Following this initial success, park authorities, researchers, and representatives of the Engadin Hydropower Company, which operates the dams, gradually overcame their former distrust and began to work together to design and implement a flood release program to improve the river’s long-term health. Since then, operators have unleashed more than 25 experimental floods that, by mimicking the seasonally variable conditions to which native fauna and flora have adapted, have recreated an ecosystem much more typical of an Alpine stream. The current flood release program incorporates two artificial floods per year, with the magnitudes determined by annual monitoring.

The Sarine

I also visited a second managed river, the Sarine, near Bern, to watch scientists assess the results of an artificial flood that had just been completed. Among the team working at the site was Michael Doering of the Zurich University of Applied Sciences. He was using a drone to snap post-flood photographs to compare with images taken just before the event to provide a bird’s-eye view of the changes the water had wrought.
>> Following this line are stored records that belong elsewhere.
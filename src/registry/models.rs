use serde::Deserialize;

// Both registries answer with the standard data.go.kr envelope:
//
// <response>
//  ├── <header>
//  │    ├── <resultCode>   "00" on success
//  │    └── <resultMsg>
//  └── <body>
//       ├── <items>
//       │    └── <item>*   source-specific fields, any of which may be absent
//       ├── <pageNo>
//       ├── <numOfRows>
//       └── <totalCount>
//
// The wire structs below are all-Option; nothing past the `from_wire`
// boundary ever sees a missing field.

#[derive(Debug, Deserialize)]
pub struct WireHeader {
    #[serde(rename = "resultCode")]
    pub result_code: Option<String>,
    #[serde(rename = "resultMsg")]
    pub result_msg: Option<String>,
}

// ---------------- Hospital registry (HIRA) ----------------

#[derive(Debug, Deserialize)]
pub struct HospitalResponse {
    pub header: Option<WireHeader>,
    pub body: Option<HospitalBody>,
}

#[derive(Debug, Deserialize)]
pub struct HospitalBody {
    pub items: Option<HospitalItems>,
    #[serde(rename = "totalCount")]
    pub total_count: Option<String>,
}

#[derive(Debug, Deserialize)]
pub struct HospitalItems {
    #[serde(default, rename = "item")]
    pub item: Vec<HospitalItem>,
}

/// Numeric-looking fields stay `String` on the wire: the registry emits empty
/// elements for unknown values, which would fail a typed parse outright.
#[derive(Debug, Deserialize)]
pub struct HospitalItem {
    pub ykiho: Option<String>,
    #[serde(rename = "yadmNm")]
    pub yadm_nm: Option<String>,
    pub addr: Option<String>,
    pub telno: Option<String>,
    #[serde(rename = "XPos")]
    pub x_pos: Option<String>,
    #[serde(rename = "YPos")]
    pub y_pos: Option<String>,
    #[serde(rename = "dgsbjtCdNm")]
    pub dgsbjt_cd_nm: Option<String>,
    #[serde(rename = "estbDd")]
    pub estb_dd: Option<String>,
    #[serde(rename = "drTotCnt")]
    pub dr_tot_cnt: Option<String>,
    #[serde(rename = "clCd")]
    pub cl_cd: Option<String>,
}

/// Flat, fully-defaulted hospital record, valid for one fetch cycle.
#[derive(Debug, Clone, PartialEq)]
pub struct RegistryHospitalRecord {
    pub ykiho: String,
    pub name: String,
    pub address: String,
    pub phone: String,
    pub longitude: f64,
    pub latitude: f64,
    pub specialty: String,
    /// Establishment date as `YYYYMMDD`, empty when the registry omits it.
    pub established: String,
    pub doctor_count: i64,
    pub clinic_type_cd: String,
}

impl RegistryHospitalRecord {
    pub fn from_wire(item: &HospitalItem) -> Self {
        RegistryHospitalRecord {
            ykiho: text(&item.ykiho),
            name: text(&item.yadm_nm),
            address: text(&item.addr),
            phone: text(&item.telno),
            longitude: number(&item.x_pos),
            latitude: number(&item.y_pos),
            specialty: text(&item.dgsbjt_cd_nm),
            established: text(&item.estb_dd),
            doctor_count: integer(&item.dr_tot_cnt),
            clinic_type_cd: text(&item.cl_cd),
        }
    }
}

// ---------------- Building ledger (건축물대장) ----------------

#[derive(Debug, Deserialize)]
pub struct BuildingResponse {
    pub header: Option<WireHeader>,
    pub body: Option<BuildingBody>,
}

#[derive(Debug, Deserialize)]
pub struct BuildingBody {
    pub items: Option<BuildingItems>,
    #[serde(rename = "totalCount")]
    pub total_count: Option<String>,
}

#[derive(Debug, Deserialize)]
pub struct BuildingItems {
    #[serde(default, rename = "item")]
    pub item: Vec<BuildingItem>,
}

#[derive(Debug, Deserialize)]
pub struct BuildingItem {
    #[serde(rename = "mgmBldrgstPk")]
    pub mgm_bldrgst_pk: Option<String>,
    #[serde(rename = "bldNm")]
    pub bld_nm: Option<String>,
    #[serde(rename = "platPlc")]
    pub plat_plc: Option<String>,
    #[serde(rename = "newPlatPlc")]
    pub new_plat_plc: Option<String>,
    #[serde(rename = "mainPurpsCdNm")]
    pub main_purps_cd_nm: Option<String>,
    #[serde(rename = "etcPurps")]
    pub etc_purps: Option<String>,
    #[serde(rename = "totArea")]
    pub tot_area: Option<String>,
    #[serde(rename = "useAprDay")]
    pub use_apr_day: Option<String>,
    #[serde(rename = "grndFlrCnt")]
    pub grnd_flr_cnt: Option<String>,
    #[serde(rename = "ugrndFlrCnt")]
    pub ugrnd_flr_cnt: Option<String>,
}

/// Flat, fully-defaulted building record, valid for one fetch cycle.
#[derive(Debug, Clone, PartialEq)]
pub struct RegistryBuildingRecord {
    pub building_id: String,
    pub name: String,
    pub lot_address: String,
    pub road_address: String,
    pub main_purpose: String,
    pub etc_purpose: String,
    /// Total floor area in ㎡; unparseable wire values become 0.0.
    pub total_area: f64,
    /// Use-approval date as `YYYYMMDD`, empty when the ledger omits it.
    pub use_approved: String,
    pub ground_floors: i64,
    pub underground_floors: i64,
}

impl RegistryBuildingRecord {
    pub fn from_wire(item: &BuildingItem) -> Self {
        RegistryBuildingRecord {
            building_id: text(&item.mgm_bldrgst_pk),
            name: text(&item.bld_nm),
            lot_address: text(&item.plat_plc),
            road_address: text(&item.new_plat_plc),
            main_purpose: text(&item.main_purps_cd_nm),
            etc_purpose: text(&item.etc_purps),
            total_area: number(&item.tot_area),
            use_approved: text(&item.use_apr_day),
            ground_floors: integer(&item.grnd_flr_cnt),
            underground_floors: integer(&item.ugrnd_flr_cnt),
        }
    }
}

fn text(field: &Option<String>) -> String {
    field.as_deref().unwrap_or("").trim().to_string()
}

fn number(field: &Option<String>) -> f64 {
    field
        .as_deref()
        .and_then(|s| s.trim().parse::<f64>().ok())
        .unwrap_or(0.0)
}

fn integer(field: &Option<String>) -> i64 {
    field
        .as_deref()
        .and_then(|s| s.trim().parse::<i64>().ok())
        .unwrap_or(0)
}

#[cfg(test)]
mod tests {
    use super::*;

    #[test]
    fn test_hospital_record_defaults_missing_fields() {
        let item = HospitalItem {
            ykiho: Some("YK0001".to_string()),
            yadm_nm: Some("서울의원".to_string()),
            addr: None,
            telno: None,
            x_pos: Some("127.0276".to_string()),
            y_pos: Some("not-a-number".to_string()),
            dgsbjt_cd_nm: None,
            estb_dd: Some("20260815".to_string()),
            dr_tot_cnt: None,
            cl_cd: Some("31".to_string()),
        };

        let record = RegistryHospitalRecord::from_wire(&item);
        assert_eq!(record.ykiho, "YK0001");
        assert_eq!(record.address, "");
        assert_eq!(record.phone, "");
        assert_eq!(record.longitude, 127.0276);
        assert_eq!(record.latitude, 0.0);
        assert_eq!(record.doctor_count, 0);
        assert_eq!(record.established, "20260815");
    }

    #[test]
    fn test_building_envelope_parses() {
        let xml = r#"
            <response>
              <header><resultCode>00</resultCode><resultMsg>NORMAL SERVICE.</resultMsg></header>
              <body>
                <items>
                  <item>
                    <mgmBldrgstPk>11680-100203</mgmBldrgstPk>
                    <bldNm>역삼타워</bldNm>
                    <platPlc>서울특별시 강남구 역삼동 123-45</platPlc>
                    <newPlatPlc>서울특별시 강남구 테헤란로 101</newPlatPlc>
                    <mainPurpsCdNm>제1종근린생활시설</mainPurpsCdNm>
                    <etcPurps></etcPurps>
                    <totArea>220.5</totArea>
                    <useAprDay>20260820</useAprDay>
                    <grndFlrCnt>6</grndFlrCnt>
                    <ugrndFlrCnt>2</ugrndFlrCnt>
                  </item>
                </items>
                <totalCount>1</totalCount>
              </body>
            </response>
        "#;

        let parsed: BuildingResponse = quick_xml::de::from_str(xml).expect("parse failed");
        let items = parsed.body.unwrap().items.unwrap().item;
        assert_eq!(items.len(), 1);

        let record = RegistryBuildingRecord::from_wire(&items[0]);
        assert_eq!(record.building_id, "11680-100203");
        assert_eq!(record.main_purpose, "제1종근린생활시설");
        assert_eq!(record.etc_purpose, "");
        assert_eq!(record.total_area, 220.5);
        assert_eq!(record.ground_floors, 6);
    }

    #[test]
    fn test_empty_items_parses_to_no_records() {
        let xml = r#"
            <response>
              <header><resultCode>00</resultCode></header>
              <body><items></items><totalCount>0</totalCount></body>
            </response>
        "#;
        let parsed: HospitalResponse = quick_xml::de::from_str(xml).expect("parse failed");
        assert!(parsed.body.unwrap().items.unwrap().item.is_empty());
    }
}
Michael Doering uses images taken by a drone to determine the amount of sediment relocated during an artificial flood. (Credit: Terri Cook)

Once analyzed, these and other data will show whether the Sarine flood was large enough to achieve the goals of moving sediment from the banks into the stream and raising the water level high enough to benefit the aquatic and terrestrial ecosystems straddling its banks. Both are necessary, explained Doering, to support a healthy amount of biodiversity, which dammed rivers typically lack.

Through a revision to its Water Protection Act, Switzerland has committed to eliminating the negative impacts of hydropower plants on all of the country’s rivers. Of the more than 700 facilities that need to be mitigated by 2030, it is envisaged that up to about 40 will use artificial floods, according to Martin Pfaundler of the Swiss Federal Office for the Environment. To accomplish this, scientists and water managers will rely on the experience obtained not only from Swiss rivers, but also—as part of the ever-flowing research cycle—from the new knowledge gained from the Colorado.

By Terri Cook, a science and travel writer and winner of the EGU’s 2016 Science Journalism Fellowship.